De los errores tenemos que aprender. Entre los países más afectados, China trató de tapar del mundo los primeros brotes del virus, hasta que ya no pudo más. Irán, algo parecido. Italia más bien se burló de la histeria del coronavirus hasta que le tocó mandar al país a la casa. Colombia ha logrado demostrar que tiene un gobierno alerta, aunque en el caso de los cruceros nos dejamos coger bobamente una ventaja en el puerto de Cartagena y tarde se tomó la decisión de prescribirlos por un tiempo. El Dorado también ha demostrado huecos.
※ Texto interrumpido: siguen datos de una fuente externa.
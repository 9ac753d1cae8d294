//! Read-only handles into a parsed HTML document.
//!
//! The parsed [`Document`] owns every node in one `ego_tree` arena. A [`DomNode`] is a
//! `Copy` handle (tree + node id); parent/child/sibling links are index lookups, so
//! holding handles never keeps anything alive beyond the document itself.

use std::collections::VecDeque;
use std::fmt;
use std::sync::LazyLock;

use ego_tree::NodeRef;
use scraper::{ElementRef, Html, Node};

use docbind_shared::Result;

use crate::selector::{Selector, compile_chain};

static BODY: LazyLock<Selector> = LazyLock::new(|| Selector::parse("body").expect("valid selector"));

// ---------------------------------------------------------------------------
// Document
// ---------------------------------------------------------------------------

/// A parsed HTML document. Owns the node arena.
pub struct Document {
    html: Html,
}

impl Document {
    /// Parse a full HTML document. Malformed markup is repaired by the HTML5 parser.
    pub fn parse(html: &str) -> Self {
        Self {
            html: Html::parse_document(html),
        }
    }

    /// The document node.
    pub fn root(&self) -> DomNode<'_> {
        DomNode::new(self.html.tree.root())
    }

    /// The `<body>` element. The HTML5 parser always synthesizes one.
    pub fn body(&self) -> Option<DomNode<'_>> {
        self.root().select_first(std::slice::from_ref(&*BODY))
    }

    /// First element matching `selector` anywhere in the document.
    pub fn find(&self, selector: &str) -> Result<Option<DomNode<'_>>> {
        self.root().query_selector(selector, &[])
    }
}

impl fmt::Debug for Document {
    fn fmt(&self, f: &mut fmt::Formatter<'_>) -> fmt::Result {
        f.debug_struct("Document")
            .field("nodes", &self.html.tree.values().count())
            .finish()
    }
}

// ---------------------------------------------------------------------------
// DomNode
// ---------------------------------------------------------------------------

/// Handle to one node of a [`Document`].
#[derive(Clone, Copy, PartialEq, Eq)]
pub struct DomNode<'a> {
    node: NodeRef<'a, Node>,
}

impl<'a> DomNode<'a> {
    fn new(node: NodeRef<'a, Node>) -> Self {
        Self { node }
    }

    fn wrap(node: Option<NodeRef<'a, Node>>) -> Option<Self> {
        node.map(Self::new)
    }

    // --- Relations ---

    pub fn parent(&self) -> Option<DomNode<'a>> {
        Self::wrap(self.node.parent())
    }

    pub fn first_child(&self) -> Option<DomNode<'a>> {
        Self::wrap(self.node.first_child())
    }

    pub fn next_sibling(&self) -> Option<DomNode<'a>> {
        Self::wrap(self.node.next_sibling())
    }

    pub fn prev_sibling(&self) -> Option<DomNode<'a>> {
        Self::wrap(self.node.prev_sibling())
    }

    /// Children in document order.
    pub fn children(&self) -> impl Iterator<Item = DomNode<'a>> + 'a {
        self.node.children().map(Self::new)
    }

    /// Nearest following sibling that is an element.
    pub fn next_element(&self) -> Option<DomNode<'a>> {
        self.node
            .next_siblings()
            .find(|n| n.value().is_element())
            .map(Self::new)
    }

    /// Nearest preceding sibling that is an element.
    pub fn prev_element(&self) -> Option<DomNode<'a>> {
        self.node
            .prev_siblings()
            .find(|n| n.value().is_element())
            .map(Self::new)
    }

    // --- Node data ---

    pub fn is_element(&self) -> bool {
        self.node.value().is_element()
    }

    pub fn is_text(&self) -> bool {
        self.node.value().is_text()
    }

    /// Content of a text node; `None` for every other node kind.
    pub fn text(&self) -> Option<&'a str> {
        match self.node.value() {
            Node::Text(text) => Some(&**text),
            _ => None,
        }
    }

    /// Lowercase tag name; empty for non-element nodes.
    pub fn tag_name(&self) -> &'a str {
        match self.node.value() {
            Node::Element(element) => element.name(),
            _ => "",
        }
    }

    /// Attribute value, looked up case-insensitively.
    pub fn attribute(&self, name: &str) -> Option<&'a str> {
        match self.node.value() {
            Node::Element(element) => element
                .attrs()
                .find(|(key, _)| key.eq_ignore_ascii_case(name))
                .map(|(_, value)| value),
            _ => None,
        }
    }

    // --- Serialization ---

    /// The node and its subtree re-serialized as HTML.
    pub fn outer_markup(&self) -> String {
        let mut out = String::new();
        serialize(self.node, &mut out);
        out
    }

    /// Only the children re-serialized as HTML.
    pub fn inner_markup(&self) -> String {
        let mut out = String::new();
        for child in self.node.children() {
            serialize(child, &mut out);
        }
        out
    }

    /// Depth-first concatenation of every text descendant. Markup is dropped, not
    /// translated; see the scraper's prose extraction for that.
    pub fn inner_text(&self) -> String {
        let mut out = String::new();
        collect_text(self.node, &mut out);
        out
    }

    // --- Selection ---

    /// Whether this node matches `selector`.
    pub fn matches(&self, selector: &str) -> Result<bool> {
        Ok(Selector::parse(selector)?.matches(self.node.value()))
    }

    /// All descendants matching `selector`; each match is then searched again with
    /// the `nested` chain, one selector per level.
    pub fn query_selector_all(&self, selector: &str, nested: &[&str]) -> Result<Vec<DomNode<'a>>> {
        let chain = compile_chain(selector, nested)?;
        Ok(self.select_all(&chain))
    }

    /// First result of [`query_selector_all`](Self::query_selector_all).
    pub fn query_selector(&self, selector: &str, nested: &[&str]) -> Result<Option<DomNode<'a>>> {
        let chain = compile_chain(selector, nested)?;
        Ok(self.select_first(&chain))
    }

    /// [`query_selector_all`](Self::query_selector_all) over precompiled selectors.
    ///
    /// Scan order: each sibling list is walked in full before descending, starting with
    /// this node's children.
    pub fn select_all(&self, chain: &[Selector]) -> Vec<DomNode<'a>> {
        let mut out = Vec::new();
        self.scan(chain, &mut |found| {
            out.push(found);
            false
        });
        out
    }

    /// First result of [`select_all`](Self::select_all), without scanning further.
    pub fn select_first(&self, chain: &[Selector]) -> Option<DomNode<'a>> {
        let mut first = None;
        self.scan(chain, &mut |found| {
            first = Some(found);
            true
        });
        first
    }

    /// Visit matches in scan order; `visit` returns `true` to stop.
    fn scan(&self, chain: &[Selector], visit: &mut dyn FnMut(DomNode<'a>) -> bool) -> bool {
        let Some((selector, rest)) = chain.split_first() else {
            return false;
        };

        let mut queue: VecDeque<NodeRef<'a, Node>> = self.node.first_child().into_iter().collect();

        while let Some(head) = queue.pop_front() {
            let mut cursor = Some(head);
            while let Some(node) = cursor {
                if node.value().is_element() || node.value().is_document() {
                    if selector.matches(node.value()) {
                        let found = DomNode::new(node);
                        let stop = if rest.is_empty() {
                            visit(found)
                        } else {
                            found.scan(rest, visit)
                        };
                        if stop {
                            return true;
                        }
                    }
                    if let Some(child) = node.first_child() {
                        queue.push_back(child);
                    }
                }
                cursor = node.next_sibling();
            }
        }

        false
    }

    /// Nearest following sibling matching `selector`.
    pub fn next(&self, selector: &str) -> Result<Option<DomNode<'a>>> {
        Ok(self.next_matching(&Selector::parse(selector)?))
    }

    /// Nearest preceding sibling matching `selector`.
    pub fn previous(&self, selector: &str) -> Result<Option<DomNode<'a>>> {
        Ok(self.previous_matching(&Selector::parse(selector)?))
    }

    pub fn next_matching(&self, selector: &Selector) -> Option<DomNode<'a>> {
        self.node
            .next_siblings()
            .find(|n| selector.matches(n.value()))
            .map(Self::new)
    }

    pub fn previous_matching(&self, selector: &Selector) -> Option<DomNode<'a>> {
        self.node
            .prev_siblings()
            .find(|n| selector.matches(n.value()))
            .map(Self::new)
    }

    /// Nearest ancestor matching `selector`.
    pub fn closest(&self, selector: &str) -> Result<Option<DomNode<'a>>> {
        let selector = Selector::parse(selector)?;
        Ok(self
            .node
            .ancestors()
            .find(|n| selector.matches(n.value()))
            .map(Self::new))
    }

    /// True iff this node is a sibling strictly after `from` and, when `to` is given,
    /// strictly before `to`. False when `from` is absent.
    pub fn between(&self, from: Option<DomNode<'a>>, to: Option<DomNode<'a>>) -> bool {
        let Some(from) = from else {
            return false;
        };

        from.node
            .next_siblings()
            .take_while(|n| to.is_none_or(|to| *n != to.node))
            .any(|n| n == self.node)
    }
}

impl fmt::Display for DomNode<'_> {
    fn fmt(&self, f: &mut fmt::Formatter<'_>) -> fmt::Result {
        f.write_str(&self.outer_markup())
    }
}

impl fmt::Debug for DomNode<'_> {
    fn fmt(&self, f: &mut fmt::Formatter<'_>) -> fmt::Result {
        match self.node.value() {
            Node::Element(element) => write!(f, "DomNode(<{}>)", element.name()),
            Node::Text(text) => write!(f, "DomNode({:?})", &**text),
            Node::Document => f.write_str("DomNode(#document)"),
            _ => f.write_str("DomNode(#other)"),
        }
    }
}

// ---------------------------------------------------------------------------
// Helpers
// ---------------------------------------------------------------------------

fn collect_text(node: NodeRef<'_, Node>, out: &mut String) {
    for child in node.children() {
        match child.value() {
            Node::Text(text) => out.push_str(text),
            Node::Element(_) | Node::Document | Node::Fragment => collect_text(child, out),
            _ => {}
        }
    }
}

fn serialize(node: NodeRef<'_, Node>, out: &mut String) {
    match node.value() {
        Node::Element(_) => {
            if let Some(element) = ElementRef::wrap(node) {
                out.push_str(&element.html());
            }
        }
        Node::Text(text) => escape_text(text, out),
        Node::Comment(comment) => {
            out.push_str("<!--");
            out.push_str(comment);
            out.push_str("-->");
        }
        Node::Doctype(doctype) => {
            out.push_str("<!DOCTYPE ");
            out.push_str(doctype.name());
            out.push('>');
        }
        Node::Document | Node::Fragment => {
            for child in node.children() {
                serialize(child, out);
            }
        }
        _ => {}
    }
}

fn escape_text(text: &str, out: &mut String) {
    for c in text.chars() {
        match c {
            '&' => out.push_str("&amp;"),
            '<' => out.push_str("&lt;"),
            '>' => out.push_str("&gt;"),
            '\u{a0}' => out.push_str("&nbsp;"),
            other => out.push(other),
        }
    }
}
Pero la amenaza más grande sigue siendo la frontera con Venezuela.
Si nos va bien, y logramos que nuestro entorno y nosotros mismos esquivemos la crisis, quedaríamos obligados a habituarnos a cosas que normalmente nos parecerían estéticamente tremendas. Empezando por el uso de mascarillas, que son horrendas y de entrada producen asco, y que las autoridades sanitarias hoy solo recomiendan o para quienes están contagiados o están cuidando un enfermo. Si eso se cumpliera a rajatabla, habría que salir despavorido a la simple vista de alguien con la marca de la máscara. Otra palabra horrorosa que entra en nuestras vidas es ‘gotícula’. Porque las gotículas, cuya sola mención también da asco, son la autopista del coronavirus. Las emitimos las personas cuando tosemos, estornudamos, exhalamos o hablamos. Por lo tanto, no se recomienda estar a menos de un metro de nuestro interlocutor.
Por último, confieso que hasta ahora no me he atrevido a dejar a una sola persona con la mano extendida. Me muero de la pena. En cambio, a mí sí me han cambiado la mano por el ‘punch’ del puñito. Y toca colaborar. Pero no solo este tipo de cosas pequeñas, sino otras más grandes, como la forma como trabajamos o nos congregamos, dejarán profundos cambios, y algún día estaremos contando el cuento que todavía no tiene final feliz: el día en que la humanidad derrotó la pandemia del coronavirus. Para entrar, en unos años, en la siguiente que venga.
Entre tanto... Así sea el virus de la inteligencia artificial.